[Task input Boundary: Start]
//! HTTP adapter around [`nobu::DevHandler`].
//!
//! Every request goes through one fallback route. The handler's result is
//! mapped to a status and body here; no request failure stops the server.

use crate::dev::DevConfig;
use crate::error::{CliError, Result};
use axum::{
    body::Body,
    extract::State,
    http::{header, Method, StatusCode, Uri},
    response::{IntoResponse, Response},
    Router,
};
use nobu::{DevHandler, RequestDescriptor};
use std::future::Future;
use std::sync::Arc;
use tower_http::{
    cors::{Any, CorsLayer},
    trace::TraceLayer,
};

/// Content type of error bodies.
const PLAIN_TEXT: &str = "text/plain; charset=utf-8";

/// Development server.
pub struct DevServer {
    /// Server configuration
    config: DevConfig,
    /// Request handler shared by all connections
    handler: Arc<DevHandler>,
}

impl DevServer {
    /// Create a server answering requests with a handler built from `config`.
    pub fn new(config: DevConfig) -> Self {
        let handler = Arc::new(DevHandler::new(config.base.to_handler_options()));
        Self { config, handler }
    }

    /// Start the development server and run until `shutdown` resolves.
    ///
    /// # Errors
    ///
    /// Returns error if server cannot bind to configured address
    pub async fn start<F>(self, shutdown: F) -> Result<()>
    where
        F: Future<Output = ()> + Send + 'static,
    {
        let addr = self.config.addr;
        let server_url = self.config.server_url();

        let app = build_router(self.handler);

        let listener = tokio::net::TcpListener::bind(addr)
            .await
            .map_err(|e| CliError::Server(format!("Failed to bind to {}: {}", addr, e)))?;

        crate::ui::success(&format!("Development server running at {}", server_url));

        axum::serve(listener, app)
            .with_graceful_shutdown(shutdown)
            .await
            .map_err(|e| CliError::Server(format!("Server error: {}", e)))?;

        Ok(())
    }
}

/// Build the axum router.
///
/// Routing happens inside [`DevHandler`], so the router is a single
/// fallback with permissive CORS and request tracing. Only `GET` and
/// `HEAD` are served.
pub fn build_router(handler: Arc<DevHandler>) -> Router {
    Router::new()
        .fallback(handle_request)
        .layer(
            CorsLayer::new()
                .allow_origin(Any)
                .allow_methods(Any)
                .allow_headers(Any),
        )
        .layer(TraceLayer::new_for_http())
        .with_state(handler)
}

async fn handle_request(
    State(handler): State<Arc<DevHandler>>,
    method: Method,
    uri: Uri,
) -> Response {
    if method != Method::GET && method != Method::HEAD {
        return (
            StatusCode::METHOD_NOT_ALLOWED,
            [
                (header::ALLOW, "GET, HEAD"),
                (header::CONTENT_TYPE, PLAIN_TEXT),
            ],
            format!("Method {} not allowed", method),
        )
            .into_response();
    }

    let request = RequestDescriptor::from_uri_parts(uri.path(), uri.query());

    match handler.handle(&request).await {
        Ok(response) => (
            StatusCode::OK,
            [
                (header::CONTENT_TYPE, response.content_type),
                (header::CACHE_CONTROL, "no-cache"),
            ],
            Body::from(response.body),
        )
            .into_response(),
        Err(err) => error_response(&err),
    }
}

/// Map a request failure to its status with the message as body.
fn error_response(err: &nobu::Error) -> Response {
    let status =
        StatusCode::from_u16(err.status_code()).unwrap_or(StatusCode::INTERNAL_SERVER_ERROR);

    (
        status,
        [
            (header::CONTENT_TYPE, PLAIN_TEXT),
            (header::CACHE_CONTROL, "no-cache"),
        ],
        err.to_string(),
    )
        .into_response()
}

#[cfg(test)]
mod tests {
    use super::*;

    #[test]
    fn test_error_response_status() {
        let response = error_response(&nobu::Error::UnroutableRequest("/x.txt".to_string()));
        assert_eq!(response.status(), StatusCode::NOT_FOUND);
        assert_eq!(response.headers()[header::CONTENT_TYPE], PLAIN_TEXT);
        assert_eq!(response.headers()[header::CACHE_CONTROL], "no-cache");

        let response = error_response(&nobu::Error::UnknownSectionType("script".to_string()));
        assert_eq!(response.status(), StatusCode::BAD_REQUEST);
    }
}
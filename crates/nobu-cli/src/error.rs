//! Error handling for the nobu CLI.
//!
//! Request failures never reach this module: the server answers them with
//! an HTTP status and keeps running. These errors are the ones that stop
//! the process, such as a bad config file or a port that cannot be bound.
//!
//! - `CliError` is the top-level error every command returns
//! - `ConfigError` covers loading and validating configuration
//! - [`ResultExt`] attaches paths, hints and context
//!
//! # Example
//!
//! ```rust,no_run
//! use nobu_cli::error::{Result, ResultExt};
//! use std::path::Path;
//!
//! fn read_index(path: &Path) -> Result<String> {
//!     std::fs::read_to_string(path)
//!         .with_path(path)
//!         .with_hint("Create an index.html in the project root")
//! }
//! ```

mod miette;

pub use self::miette::cli_error_to_miette;

use std::path::PathBuf;
use thiserror::Error;

/// Top-level CLI error type.
#[derive(Debug, Error)]
pub enum CliError {
    /// Configuration-related errors (file not found, invalid syntax, etc.)
    #[error("Configuration error: {0}")]
    Config(#[from] ConfigError),

    /// File or directory not found
    #[error("File not found: {}", .0.display())]
    FileNotFound(PathBuf),

    /// I/O errors from file system or socket operations
    #[error("I/O error: {0}")]
    Io(#[from] std::io::Error),

    /// Development server errors
    #[error("Server error: {0}")]
    Server(String),

    /// Generic errors with custom messages
    #[error("{0}")]
    Custom(String),
}

/// Configuration-specific errors.
#[derive(Debug, Error)]
pub enum ConfigError {
    /// Config file doesn't exist at the requested location
    #[error("Config file not found: {}\n\nHint: Create a nobu.config.json file or check the --config path", .0.display())]
    NotFound(PathBuf),

    /// Config sources could not be merged or deserialized
    #[error("Invalid configuration: {0}\n\nHint: Check nobu.config.json and NOBU_* environment variables")]
    Invalid(String),

    /// Invalid value for a configuration option
    #[error("Invalid value for '{field}': {value}\n\nHint: {hint}")]
    InvalidValue {
        /// Name of the field with invalid value
        field: String,
        /// The invalid value
        value: String,
        /// Helpful hint for correct values
        hint: String,
    },

    /// No free port in the fallback range
    #[error("No available port in range {start}-{end}\n\nHint: Stop the process using the port or pass --port")]
    NoAvailablePort {
        /// First port tried
        start: u16,
        /// Last port tried
        end: u16,
    },
}

impl From<figment::Error> for ConfigError {
    fn from(err: figment::Error) -> Self {
        ConfigError::Invalid(err.to_string())
    }
}

/// Result type alias using `CliError` as the default error type.
pub type Result<T, E = CliError> = std::result::Result<T, E>;

/// Extension trait for adding context to `Result` types.
pub trait ResultExt<T> {
    /// Turn a not-found I/O error into [`CliError::FileNotFound`] for `path`.
    fn with_path(self, path: impl AsRef<std::path::Path>) -> Result<T>;

    /// Append a `Hint:` line to the error message.
    fn with_hint(self, hint: impl std::fmt::Display) -> Result<T>;

    /// Prefix the error message with `msg`.
    fn context(self, msg: impl std::fmt::Display) -> Result<T>;
}

impl<T, E: Into<CliError>> ResultExt<T> for std::result::Result<T, E> {
    fn with_path(self, path: impl AsRef<std::path::Path>) -> Result<T> {
        self.map_err(|e| {
            let err: CliError = e.into();
            match err {
                CliError::Io(io_err) if io_err.kind() == std::io::ErrorKind::NotFound => {
                    CliError::FileNotFound(path.as_ref().to_path_buf())
                }
                other => other,
            }
        })
    }

    fn with_hint(self, hint: impl std::fmt::Display) -> Result<T> {
        self.map_err(|e| {
            let err: CliError = e.into();
            CliError::Custom(format!("{}\n\nHint: {}", err, hint))
        })
    }

    fn context(self, msg: impl std::fmt::Display) -> Result<T> {
        self.map_err(|e| {
            let err: CliError = e.into();
            CliError::Custom(format!("{}: {}", msg, err))
        })
    }
}
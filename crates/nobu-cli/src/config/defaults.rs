use std::path::PathBuf;

pub fn default_root() -> PathBuf {
    PathBuf::from(".")
}

pub fn default_index() -> String {
    "index.html".to_string()
}

pub fn default_modules_dir() -> PathBuf {
    PathBuf::from("node_modules")
}

pub fn default_host() -> String {
    "127.0.0.1".to_string()
}

pub fn default_port() -> u16 {
    3000
}
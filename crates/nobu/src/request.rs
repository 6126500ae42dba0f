//! Request descriptors and URL classification.
//!
//! A request is classified exactly once into a [`RequestKind`] before any
//! handler runs. Patterns overlap (a component sub-resource request also ends
//! in `.vue`), so they are tested in a fixed priority order and the first
//! match wins.

use std::collections::BTreeMap;
use std::fmt;

use crate::assets::AssetKind;

/// Virtual path prefix under which bare module imports are served.
pub const MODULES_PREFIX: &str = "/@modules/";

/// Extension of single-file components.
pub const COMPONENT_EXTENSION: &str = ".vue";

/// Extensions served as module scripts.
pub const SCRIPT_EXTENSIONS: &[&str] = &[".js", ".mjs"];

/// Query parameter selecting a component section.
pub const SECTION_QUERY_KEY: &str = "type";

/// A decoded HTTP request as seen by the router.
#[derive(Debug, Clone, PartialEq, Eq)]
pub struct RequestDescriptor {
    /// Percent-decoded path, always starting with `/`
    pub path: String,
    /// Percent-decoded query parameters
    pub query: BTreeMap<String, String>,
}

impl RequestDescriptor {
    /// Create a descriptor for an already-decoded path.
    pub fn new(path: impl Into<String>) -> Self {
        let mut path = path.into();
        if !path.starts_with('/') {
            path.insert(0, '/');
        }
        Self {
            path,
            query: BTreeMap::new(),
        }
    }

    /// Add a query parameter.
    pub fn with_query(mut self, key: impl Into<String>, value: impl Into<String>) -> Self {
        self.query.insert(key.into(), value.into());
        self
    }

    /// Build a descriptor from the raw (still encoded) path and query of a URI.
    ///
    /// `+` in the query decodes to a space. A key without `=` maps to the
    /// empty string, and the first occurrence of a repeated key wins.
    pub fn from_uri_parts(raw_path: &str, raw_query: Option<&str>) -> Self {
        let mut request = Self::new(decode(raw_path));

        for pair in raw_query.unwrap_or("").split('&').filter(|p| !p.is_empty()) {
            let (key, value) = pair.split_once('=').unwrap_or((pair, ""));
            let key = decode(&key.replace('+', " "));
            let value = decode(&value.replace('+', " "));
            request.query.entry(key).or_insert(value);
        }

        request
    }

    /// Look up a query parameter.
    pub fn query_param(&self, key: &str) -> Option<&str> {
        self.query.get(key).map(String::as_str)
    }
}

fn decode(raw: &str) -> String {
    match urlencoding::decode(raw) {
        Ok(decoded) => decoded.into_owned(),
        Err(_) => String::from_utf8_lossy(&urlencoding::decode_binary(raw.as_bytes())).into_owned(),
    }
}

/// Section of a single-file component addressed by a sub-resource request.
#[derive(Debug, Clone, PartialEq, Eq)]
pub enum SectionKind {
    Template,
    Style,
    /// Any other `type` value; answered with a 400
    Unknown(String),
}

impl SectionKind {
    /// Parse the value of the `type` query parameter.
    pub fn parse(value: &str) -> Self {
        match value {
            "template" => SectionKind::Template,
            "style" => SectionKind::Style,
            other => SectionKind::Unknown(other.to_string()),
        }
    }

    pub fn as_str(&self) -> &str {
        match self {
            SectionKind::Template => "template",
            SectionKind::Style => "style",
            SectionKind::Unknown(other) => other,
        }
    }
}

impl fmt::Display for SectionKind {
    fn fmt(&self, f: &mut fmt::Formatter<'_>) -> fmt::Result {
        f.write_str(self.as_str())
    }
}

/// Virtual path addressing one section of the component at `path`.
///
/// The decomposer emits these paths and [`RequestKind::classify`]
/// recognises them; both sides must go through this function.
pub fn virtual_path(path: &str, section: &SectionKind) -> String {
    format!("{path}?{SECTION_QUERY_KEY}={section}")
}

/// The closed set of things a request can ask for.
#[derive(Debug, Clone, PartialEq, Eq)]
pub enum RequestKind {
    /// `/` - the HTML entry document
    Root,
    /// A JavaScript module on disk
    Script { path: String },
    /// `/@modules/<specifier>` - a package from the dependency root
    BareModule { specifier: String },
    /// `*.vue?type=...` - one section of a component
    ComponentSubresource { path: String, section: SectionKind },
    /// `*.vue` - the synthesized component module
    ComponentDocument { path: String },
    /// Image, media or font file
    StaticAsset { path: String, kind: AssetKind },
    /// Nothing matched
    Unmatched,
}

impl RequestKind {
    /// Classify a request. First match wins.
    pub fn classify(request: &RequestDescriptor) -> Self {
        let path = request.path.as_str();

        if path == "/" {
            return RequestKind::Root;
        }

        if SCRIPT_EXTENSIONS.iter().any(|ext| path.ends_with(ext)) {
            return RequestKind::Script {
                path: path.to_string(),
            };
        }

        if let Some(specifier) = path.strip_prefix(MODULES_PREFIX) {
            return RequestKind::BareModule {
                specifier: specifier.to_string(),
            };
        }

        if path.ends_with(COMPONENT_EXTENSION) {
            let section = request
                .query_param(SECTION_QUERY_KEY)
                .filter(|value| !value.is_empty());

            return match section {
                Some(section) => RequestKind::ComponentSubresource {
                    path: path.to_string(),
                    section: SectionKind::parse(section),
                },
                None => RequestKind::ComponentDocument {
                    path: path.to_string(),
                },
            };
        }

        if let Some(kind) = AssetKind::classify(path) {
            return RequestKind::StaticAsset {
                path: path.to_string(),
                kind,
            };
        }

        RequestKind::Unmatched
    }

    /// Short name used in logs.
    pub fn name(&self) -> &'static str {
        match self {
            RequestKind::Root => "root",
            RequestKind::Script { .. } => "script",
            RequestKind::BareModule { .. } => "bare-module",
            RequestKind::ComponentSubresource { .. } => "component-subresource",
            RequestKind::ComponentDocument { .. } => "component",
            RequestKind::StaticAsset { .. } => "asset",
            RequestKind::Unmatched => "unmatched",
        }
    }
}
[Task input Boundary: End]
When you reach the line that contains "pub fn new(config: DevConfig)", stop; output it and every line before it from the start of the data, exactly as written.

Result of this task:
//! HTTP adapter around [`nobu::DevHandler`].
//!
//! Every request goes through one fallback route. The handler's result is
//! mapped to a status and body here; no request failure stops the server.

use crate::dev::DevConfig;
use crate::error::{CliError, Result};
use axum::{
    body::Body,
    extract::State,
    http::{header, Method, StatusCode, Uri},
    response::{IntoResponse, Response},
    Router,
};
use nobu::{DevHandler, RequestDescriptor};
use std::future::Future;
use std::sync::Arc;
use tower_http::{
    cors::{Any, CorsLayer},
    trace::TraceLayer,
};

/// Content type of error bodies.
const PLAIN_TEXT: &str = "text/plain; charset=utf-8";

/// Development server.
pub struct DevServer {
    /// Server configuration
    config: DevConfig,
    /// Request handler shared by all connections
    handler: Arc<DevHandler>,
}

impl DevServer {
    /// Create a server answering requests with a handler built from `config`.
    pub fn new(config: DevConfig) -> Self {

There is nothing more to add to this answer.